Love how you do your research.

I must be different..I hate jewelery..and shopping. But if you tell me you are sending me to a week long spa..or bought me a massage..I will make that face.

Just thought I would give you that inside info for you book!

Moooooog35 said...

Wow...you went way overboard on your research.

Here's how mine would have went:

**************
Understanding the Female Mind

You can't.
**************

Mike said...

I'll make sure to forward a copy to my feminist sister and her feminist choir.

Sans your address of course.

Some of those wimmins can be mistaken for wraslin' mens.

brokenteepee said...

My little goat eyes light up for grain and apples. I am very easy to please.
The publicist on the other hand...she just wants her house built. Not TOO much to ask after two years, is it? IS IT? Huh, huh, huh?

Unknown said...

You received a very honorable mention in what I just posted on Crackerhead about comments, and I can't wait to see how you try to respond to the comments on this particular post.

Da Old Man said...

@ Lady Sarcasm: You didn't read the disclaimer.

@ Etta: That does work. We become very compliant.

@ LL: I want to be known as Perfessor Crotchety

@ Chris: Along with a study guide. Just pay shipping and handling.

@ Anne: It is all about the journey.

@ Lauren: They don't. That is why my book will be so successful.

@ Sherry: Always

@ Shawn: Just invite her back to your place for some Plinko, and you are in like Flynn.

@ Reforming: It's always about the prizes. Drew is just the cherry on her sundae.

@ Quirky: Uhhmm, youse wimmins

@ Thinking: Faking has always been good enough for me.

@ Don: It really is the thought, not the gift that counts

@ Sandee: I keep getting closer, though. Sensible men would have given up by now.

@ Hussy: Ok, we'll promise you a chance for a spa weekend.

@ Moooooog: Good research is important.

@ Mike: It's all good. I'll promise them flannel shirts.

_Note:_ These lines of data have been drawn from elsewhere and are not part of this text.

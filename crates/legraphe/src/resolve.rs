// Conflict resolution
//
// A variable with two or more incoming mappings from one domain would be
// overwritten depending on which source wrote last. Those mappings are
// marked removed (never deleted) and stamped with a change identifier.

use crate::model::{ChangeId, ChangeSeq, Domain, EdgeId, NodeId};
use crate::store::FieldGraph;
use std::collections::{BTreeMap, HashSet};
use tracing::{debug, info};

/// Edges removed by conflict resolution
#[derive(Debug, Clone, Default)]
pub struct RemovedSet {
    edges: HashSet<EdgeId>,
}

impl RemovedSet {
    fn insert(&mut self, edge: EdgeId) {
        self.edges.insert(edge);
    }

    /// Check whether an edge was removed
    pub fn contains(&self, edge: EdgeId) -> bool {
        self.edges.contains(&edge)
    }

    /// Number of removed edges
    pub fn len(&self) -> usize {
        self.edges.len()
    }

    /// True when nothing was removed
    pub fn is_empty(&self) -> bool {
        self.edges.is_empty()
    }
}

/// A group of mappings neutralized together
#[derive(Debug, Clone, PartialEq, Eq)]
pub struct Conflict {
    /// Variable receiving the conflicting mappings
    pub target: NodeId,
    /// Domain the mappings came from
    pub source_domain: Domain,
    /// Removed edges
    pub edges: Vec<EdgeId>,
    /// Change identifier shared by the group
    pub change: ChangeId,
}

/// Mark every same-domain group of two or more incoming mappings removed
///
/// Label references are exempt. Variables are visited in key order so change
/// identifiers do not depend on load order.
pub fn resolve_conflicts(graph: &mut FieldGraph, changes: &mut ChangeSeq) -> (RemovedSet, Vec<Conflict>) {
    let mut removed = RemovedSet::default();
    let mut conflicts = Vec::new();

    for target in graph.variables() {
        let mut by_domain: BTreeMap<Domain, Vec<(EdgeId, NodeId)>> = BTreeMap::new();
        for (edge, source) in graph.incoming(target) {
            if let Some(node) = graph.node(source) {
                by_domain.entry(node.domain()).or_default().push((edge, source));
            }
        }

        for (source_domain, mut edges) in by_domain {
            match source_domain {
                Domain::Label => continue,
                Domain::Model(_) | Domain::Csl => {}
            }
            if edges.len() < 2 {
                continue;
            }

            edges.sort_by(|a, b| {
                let key = |id: NodeId| graph.node(id).map(|n| n.key.clone());
                key(a.1).cmp(&key(b.1))
            });

            let change = changes.next_id();
            for &(edge, _) in &edges {
                if let Some(weight) = graph.edge_mut(edge) {
                    weight.removed = true;
                    weight.record_change(change);
                }
                removed.insert(edge);
            }

            debug!(
                target = %graph.node(target).map(|n| n.key.to_string()).unwrap_or_default(),
                domain = %source_domain,
                edges = edges.len(),
                change,
                "removed conflicting mappings"
            );
            conflicts.push(Conflict {
                target,
                source_domain,
                edges: edges.into_iter().map(|(edge, _)| edge).collect(),
                change,
            });
        }
    }

    info!(groups = conflicts.len(), edges = removed.len(), "resolved conflicts");
    (removed, conflicts)
}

@ Pricilla: The male person is playing the game perfectly. The chance of a house is all he needs to provide.

@ FishHawk: Piece of cake. And thanks.

Patricia Rockwell said...

I hate to tell you this (sorry, I peeked because you said it was a scholarly treatise and I used to teach at a university), but no self-respecting women's studies program would include any book written by a man in their curricula--although yours may be a first!

Lin said...

Ooops, Sorry, I know I wasn't supposed to be reading, but....maybe you need a whole chapter on "Free sh*t". Women love free sh*t--and I think that's where the excitement comes in on those game shows. Something fur nuthin'.

jana said...

Ha ha... Yaz. Ha ha....

Da Old Man said...

@ Patricia: I fully expect to be the first.

@ Lin: It's the chance to get something for nothing. They don't usually win.

@ SpeakDog: I can't figure Yaz out. Maybe someone can explain it to me.

00000000000 said...

Hmm.. I'm a feminist, lols. Nice blog.